Open standards, open-source code. That's really the only option for code people are supposed to trust.

2 comments

All security is built on trust. If your threat model is trust nothing, then the solution is do nothing. What I’m talking about is called anchoring, where you force a critical flow through a single anchor by design, and thus reduce the places that you have to audit. It’s the same reason they say that all security should be baked in the keys (strength, mgmt, exchange, etc…).

Do I trust Apple and Microsoft? I think sort of.

I don’t trust them to be perfect, but if your prior is to say that you don’t trust them at all, then it means you basically can’t use them at all bc no amount of security will get around an untrustworthy OS.
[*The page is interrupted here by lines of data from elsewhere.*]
//! `$ai`: objects from an external detector.
//!
//! The detector is looked up by model path through the context's
//! [`DetectorProvider`](crate::detector::DetectorProvider). Each detection
//! is mapped from the model's label space to a project class through
//! `modelClasses`; unmapped labels are ignored. The detection probability
//! is multiplied by the class handicap before it is compared with the
//! class threshold, and the probability mask is cut at `maskThreshold`.
//! A model that cannot be resolved is a hard failure for the tile.

use image::{GrayImage, Luma};
use serde::{Deserialize, Serialize};

use crate::context::ProcessContext;
use crate::detector::Detection;
use crate::error::{CommandError, FatalCommand};
use crate::roi::{NewRoi, Roi, TileOffset};
use crate::types::{ClassIdIn, Rect};

/// Mapping of one model label to a project class.
#[derive(Debug, Clone, PartialEq, Serialize, Deserialize)]
#[serde(rename_all = "camelCase", default)]
pub struct ModelClass {
    pub model_class_id: u32,
    pub class_id: ClassIdIn,
    /// Minimum handicapped probability, 0..=1.
    pub probability_threshold: f32,
    /// Multiplier applied to the detector probability before thresholding.
    pub probability_handicap: f32,
}

impl Default for ModelClass {
    fn default() -> Self {
        Self {
            model_class_id: 0,
            class_id: ClassIdIn::Default,
            probability_threshold: 0.5,
            probability_handicap: 1.0,
        }
    }
}

#[derive(Debug, Clone, PartialEq, Serialize, Deserialize)]
#[serde(rename_all = "camelCase", default)]
pub struct AiSettings {
    pub model_path: String,
    /// Mask pixels with probability below this (0..=1) are background.
    pub mask_threshold: f32,
    pub model_classes: Vec<ModelClass>,
}

impl Default for AiSettings {
    fn default() -> Self {
        Self {
            model_path: String::new(),
            mask_threshold: 0.5,
            model_classes: Vec::new(),
        }
    }
}

impl AiSettings {
    pub(crate) fn execute(&self, ctx: &mut ProcessContext<'_>) -> Result<(), CommandError> {
        let detector = ctx.detector(&self.model_path).ok_or_else(|| FatalCommand {
            command: "$ai",
            reason: format!("cannot load model {:?}", self.model_path),
        })?;
        let classes = self
            .model_classes
            .iter()
            .map(|m| Ok((m, ctx.resolve_class(m.class_id)?)))
            .collect::<Result<Vec<_>, CommandError>>()?;

        let detections = detector
            .detect(ctx.active_image())
            .map_err(|e| CommandError::Detector(e.to_string()))?;

        let tile = *ctx.tile_info();
        let tile_rect = Rect::new(0, 0, tile.width, tile.height);
        let measurement = ctx.measurement_plane().clone();
        let total = detections.len();
        let mut accepted = 0usize;
        for detection in detections {
            let Some(&(mapping, class_id)) = classes
                .iter()
                .find(|(m, _)| m.model_class_id == detection.class_id)
            else {
                continue;
            };
            let probability = detection.probability * mapping.probability_handicap;
            if probability < mapping.probability_threshold {
                continue;
            }
            let Some((bbox, mask)) = self.clipped_mask(&detection, tile_rect) else {
                continue;
            };
            let seed = NewRoi {
                id: ctx.next_object_id(),
                class_id,
                bbox,
                mask,
                confidence: probability,
                origin: TileOffset {
                    x: tile.origin_x,
                    y: tile.origin_y,
                },
                pipeline: ctx.pipeline_index(),
            };
            if let Some(roi) = Roi::new(seed, &measurement) {
                ctx.objects_mut().push(roi);
                accepted += 1;
            }
        }
        tracing::debug!(model = %self.model_path, total, accepted, "ai detections");
        Ok(())
    }

    /// Binary mask of `detection` cut at the mask threshold and clipped to
    /// the tile.
    #[allow(
        clippy::cast_possible_truncation,
        clippy::cast_sign_loss,
        clippy::cast_possible_wrap
    )]
    fn clipped_mask(&self, detection: &Detection, tile: Rect) -> Option<(Rect, GrayImage)> {
        if detection.mask.dimensions() != (detection.bbox.width, detection.bbox.height) {
            return None;
        }
        let bbox = detection.bbox.intersection(tile)?;
        let cut = (self.mask_threshold.clamp(0.0, 1.0) * 255.0).round() as u8;
        let (dx, dy) = (
            (bbox.x - detection.bbox.x) as u32,
            (bbox.y - detection.bbox.y) as u32,
        );
        let mask = GrayImage::from_fn(bbox.width, bbox.height, |x, y| {
            let p = detection.mask.get_pixel(x + dx, y + dy).0[0];
            Luma([if p > 0 && p >= cut { 255 } else { 0 }])
        });
        Some((bbox, mask))
    }
}
//! Job diagnostics: timing, counts and errors of one scheduler run.
//!
//! Every [`Scheduler::run`](crate::scheduler::Scheduler::run) returns a
//! [`JobSummary`] alongside the rows written to the result sink. Command
//! and tile timings are taken through a [`Clock`] so tests can inject a
//! deterministic time source.
//!
//! Durations are serialized as fractional seconds (`f64`) for JSON
//! compatibility, since `std::time::Duration` does not implement serde
//! traits.

use std::collections::BTreeMap;
use std::sync::atomic::{AtomicU64, Ordering};
use std::time::{Duration, Instant};

use serde::{Deserialize, Serialize};

use crate::error::ErrorReport;
use crate::results::JobStatus;

/// Serde support for `std::time::Duration` as fractional seconds.
mod duration_serde {
    use std::time::Duration;

    use serde::{Deserialize, Deserializer, Serialize, Serializer};

    /// Serialize a `Duration` as fractional seconds (`f64`).
    pub fn serialize<S: Serializer>(duration: &Duration, serializer: S) -> Result<S::Ok, S::Error> {
        duration.as_secs_f64().serialize(serializer)
    }

    /// Deserialize a `Duration` from fractional seconds (`f64`).
    pub fn deserialize<'de, D: Deserializer<'de>>(deserializer: D) -> Result<Duration, D::Error> {
        let secs = f64::deserialize(deserializer)?;
        Duration::try_from_secs_f64(secs).map_err(|_| {
            serde::de::Error::custom(
                "duration seconds must be finite, non-negative, and representable as a Duration",
            )
        })
    }
}

/// Monotonic time source.
pub trait Clock: Send + Sync {
    /// Time elapsed since an arbitrary, fixed origin.
    fn now(&self) -> Duration;
}

/// Wall clock backed by [`Instant`].
#[derive(Debug, Clone, Copy)]
pub struct StdClock {
    origin: Instant,
}

impl StdClock {
    #[must_use]
    pub fn new() -> Self {
        Self {
            origin: Instant::now(),
        }
    }
}

impl Default for StdClock {
    fn default() -> Self {
        Self::new()
    }
}

impl Clock for StdClock {
    fn now(&self) -> Duration {
        self.origin.elapsed()
    }
}

/// Clock that advances by a fixed step on every reading.
#[derive(Debug)]
pub struct SteppingClock {
    ticks: AtomicU64,
    step: Duration,
}

impl SteppingClock {
    #[must_use]
    pub const fn new(step: Duration) -> Self {
        Self {
            ticks: AtomicU64::new(0),
            step,
        }
    }
}

impl Clock for SteppingClock {
    fn now(&self) -> Duration {
        let tick = self.ticks.fetch_add(1, Ordering::SeqCst);
        self.step
            .saturating_mul(u32::try_from(tick).unwrap_or(u32::MAX))
    }
}

/// Accumulated run time of one command family.
#[derive(Debug, Clone, Copy, Default, PartialEq, Eq, Serialize, Deserialize)]
pub struct CommandTiming {
    pub calls: u64,
    /// Sum over all calls (seconds).
    #[serde(with = "duration_serde")]
    pub total: Duration,
}

impl CommandTiming {
    /// Mean duration per call, zero when never called.
    #[must_use]
    #[allow(clippy::cast_precision_loss)]
    pub fn mean(&self) -> Duration {
        match u32::try_from(self.calls) {
            Ok(0) => Duration::ZERO,
            Ok(n) => self.total / n,
            Err(_) => Duration::from_secs_f64(self.total.as_secs_f64() / self.calls as f64),
        }
    }
}

/// Per-command timings keyed by command name (`$blur`, ...).
#[derive(Debug, Clone, Default, PartialEq, Eq, Serialize, Deserialize)]
#[serde(transparent)]
pub struct Timings(BTreeMap<String, CommandTiming>);

impl Timings {
    pub fn record(&mut self, command: &str, elapsed: Duration) {
        let entry = self.0.entry(command.to_owned()).or_default();
        entry.calls += 1;
        entry.total += elapsed;
    }

    pub fn merge(&mut self, other: Self) {
        for (command, timing) in other.0 {
            let entry = self.0.entry(command).or_default();
            entry.calls += timing.calls;
            entry.total += timing.total;
        }
    }

    #[must_use]
    pub fn get(&self, command: &str) -> Option<&CommandTiming> {
        self.0.get(command)
    }

    pub fn iter(&self) -> impl Iterator<Item = (&str, &CommandTiming)> {
        self.0.iter().map(|(k, v)| (k.as_str(), v))
    }
}

/// Outcome of one job.
#[derive(Debug, Clone, Serialize, Deserialize)]
pub struct JobSummary {
    pub job_id: String,
    pub status: JobStatus,
    /// Images found across all plates.
    pub images: u64,
    /// Images written to the result sink.
    pub images_written: u64,
    /// Images skipped because they could not be read.
    pub failed_images: u64,
    /// Work units (tile × t-stack) processed.
    pub tiles: u64,
    /// Work units aborted by a fatal command.
    pub failed_tiles: u64,
    /// Object rows written.
    pub objects: u64,
    /// Command failures that were logged and skipped.
    pub command_errors: u64,
    pub commands: Timings,
    /// Wall-clock duration of the job (seconds).
    #[serde(with = "duration_serde")]
    pub total_duration: Duration,
    /// Image-level errors, in the order they were seen.
    pub errors: Vec<ErrorReport>,
}

impl JobSummary {
    /// Mean duration of `command`, `None` when it never ran.
    #[must_use]
    pub fn mean_duration(&self, command: &str) -> Option<Duration> {
        self.commands.get(command).map(CommandTiming::mean)
    }
}

impl std::fmt::Display for JobSummary {
    fn fmt(&self, f: &mut std::fmt::Formatter<'_>) -> std::fmt::Result {
        writeln!(f, "job {} {}", self.job_id, self.status.as_str())?;
        writeln!(
            f,
            "  images: {} written, {} failed, {} found",
            self.images_written, self.failed_images, self.images
        )?;
        writeln!(f, "  tiles: {} ({} failed)", self.tiles, self.failed_tiles)?;
        writeln!(f, "  objects: {}", self.objects)?;
        writeln!(f, "  command errors: {}", self.command_errors)?;
        for (command, timing) in self.commands.iter() {
            writeln!(
                f,
                "  {command}: {} calls, mean {:.3} ms",
                timing.calls,
                timing.mean().as_secs_f64() * 1000.0
            )?;
        }
        write!(f, "  total: {:.3} s", self.total_duration.as_secs_f64())
    }
}
//! Format-independent workbook model.
//!
//! A [`Workbook`] is a list of [`Sheet`]s of styled cells. Result tables
//! become sheets through [`Sheet::from_table`]; the job description sheet
//! comes from [`meta_sheet`].

use imagec_engine::AnalyzeSettings;
use imagec_store::{JobInfo, Table};

/// Longest sheet name spreadsheet applications accept.
pub const MAX_SHEET_NAME: usize = 31;

/// Cell formatting.
#[derive(Debug, Clone, Copy, PartialEq, Eq)]
pub enum Style {
    Normal,
    /// Bold text on a grey fill.
    Header,
    /// Header of a row whose data is not fully valid.
    InvalidHeader,
    /// Bold text without fill.
    Title,
    /// Number with three decimals.
    Number,
}

#[derive(Debug, Clone, PartialEq)]
pub enum Cell {
    Empty,
    Text(String, Style),
    Number(f64),
}

impl Cell {
    fn text(s: impl Into<String>, style: Style) -> Self {
        Self::Text(s.into(), style)
    }

    /// NaN and infinities stay empty.
    fn number(v: f64) -> Self {
        if v.is_finite() {
            Self::Number(v)
        } else {
            Self::Empty
        }
    }
}

#[derive(Debug, Clone, PartialEq)]
pub struct Sheet {
    pub name: String,
    pub rows: Vec<Vec<Cell>>,
    /// Width of the first column in characters.
    pub first_column_width: f64,
}

impl Sheet {
    /// Title in the first row, column headers in the second, then one row
    /// per table row led by its header.
    #[must_use]
    pub fn from_table(table: &Table) -> Self {
        let mut rows = Vec::with_capacity(table.rows.len() + 2);
        rows.push(vec![Cell::text(&table.title, Style::Title)]);
        let mut header = vec![Cell::text(&table.row_caption, Style::Header)];
        header.extend(
            table
                .columns
                .iter()
                .map(|c| Cell::text(c.label(), Style::Header)),
        );
        rows.push(header);
        for (row, values) in table.rows.iter().zip(&table.cells) {
            let style = if row.valid {
                Style::Header
            } else {
                Style::InvalidHeader
            };
            let mut line = vec![Cell::text(&row.label, style)];
            line.extend(values.iter().map(|v| Cell::number(*v)));
            rows.push(line);
        }
        Self {
            name: table.title.clone(),
            rows,
            first_column_width: 24.0,
        }
    }
}

#[derive(Debug, Clone, Default, PartialEq)]
pub struct Workbook {
    pub sheets: Vec<Sheet>,
}

impl Workbook {
    /// Make sheet names valid and unique: forbidden characters become
    /// `_`, names are cut to [`MAX_SHEET_NAME`] characters and repeated
    /// names get a ` (n)` suffix.
    pub fn normalize_names(&mut self) {
        let mut taken: Vec<String> = Vec::with_capacity(self.sheets.len());
        for sheet in &mut self.sheets {
            let base: String = sheet
                .name
                .chars()
                .map(|c| if "[]:*?/\\".contains(c) { '_' } else { c })
                .collect();
            let base = if base.trim().is_empty() {
                "Sheet".to_owned()
            } else {
                base
            };
            let mut name: String = base.chars().take(MAX_SHEET_NAME).collect();
            let mut n = 2;
            while taken.iter().any(|t| t.eq_ignore_ascii_case(&name)) {
                let suffix = format!(" ({n})");
                let keep = MAX_SHEET_NAME - suffix.chars().count();
                name = base.chars().take(keep).collect::<String>() + &suffix;
                n += 1;
            }
            taken.push(name.clone());
            sheet.name = name;
        }
    }
}

/// Job description: dates, software, classes, pipelines, project and
/// plate settings as key/value pairs under section titles.
#[must_use]
pub fn meta_sheet(job: &JobInfo) -> Sheet {
    let mut meta = MetaBuilder::default();
    let s: &AnalyzeSettings = &job.settings;

    meta.title("Date");
    meta.element("Started at", &job.started_at);
    meta.element("Finished at", job.finished_at.as_deref().unwrap_or("-"));
    meta.element("Duration", &job.duration().map_or_else(|| "-".to_owned(), format_duration));
    meta.element("Status", job.status.as_str());

    meta.title("ImageC");
    meta.element("Version", &s.imagec_meta.sw_version);
    meta.element("Build", &s.imagec_meta.build_time);

    meta.title("Classes");
    for class in &s.classification.classes {
        meta.element(&class.class_id.to_string(), &class.name);
    }

    meta.title("Pipelines");
    for pipeline in &s.pipelines {
        meta.element("Name", &pipeline.meta.name);
        meta.element(
            "Default class",
            &pipeline.pipeline_setup.default_class_id.to_string(),
        );
    }

    let experiment = &s.project_settings.experiment;
    meta.title("Project settings");
    meta.element("Scientist", &experiment.scientists.join(", "));
    meta.element("Experiment ID", &experiment.experiment_id);
    meta.element("Experiment name", &experiment.name);
    meta.element("Job name", &job.name);
    meta.element("Job ID", &job.job_id);
    meta.element("Notes", &experiment.notes);

    for plate in &s.project_settings.plates {
        meta.title(&format!("Plate {}", plate.plate_id));
        meta.element("Name", &plate.name);
        meta.element("Filename regex", &plate.filename_regex);
        meta.element("Image folder", &plate.image_folder.display().to_string());
        meta.element("Well order", &format!("{:?}", plate.well_image_order));
    }

    Sheet {
        name: "Meta".to_owned(),
        rows: meta.rows,
        first_column_width: 24.0,
    }
}

fn format_duration(d: chrono::Duration) -> String {
    let total = d.num_milliseconds().max(0);
    let (h, rest) = (total / 3_600_000, total % 3_600_000);
    let (m, rest) = (rest / 60_000, rest % 60_000);
    format!("{h:02}:{m:02}:{:02}.{:03}", rest / 1000, rest % 1000)
}

#[derive(Default)]
struct MetaBuilder {
    rows: Vec<Vec<Cell>>,
}

impl MetaBuilder {
    fn title(&mut self, title: &str) {
        self.rows.push(Vec::new());
        self.rows.push(vec![Cell::text(title, Style::Title)]);
    }

    fn element(&mut self, key: &str, value: &str) {
        self.rows
            .push(vec![Cell::text(key, Style::Header), Cell::text(value, Style::Normal)]);
    }
}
They control what gets displayed on screen, they control how memory is laid out and accessed for a program. There are already so many more important things we entrust to them. So, yeah, I prefer OS’s (all vendors) to provide APIs, and for app stores to enforce their use. I especially would trust this more than EU laws, and I certainly would trust that more than everyone doing their own thing, regardless if it’s open source.

If for no other better reason I trust the OS more, since all of these open solutions will still run on those supposedly untrustworthy os vendors.

You basically have to trust your OS, Don’t you think? Otherwise, the answer is you do nothing.

Why wouldn't you trust them? To some extent at least?

I mean if they are claiming their messaging system is E2E and it turns out it isn't the cost to them (not only financial) would be much higher than whatever they earn from having access to your data.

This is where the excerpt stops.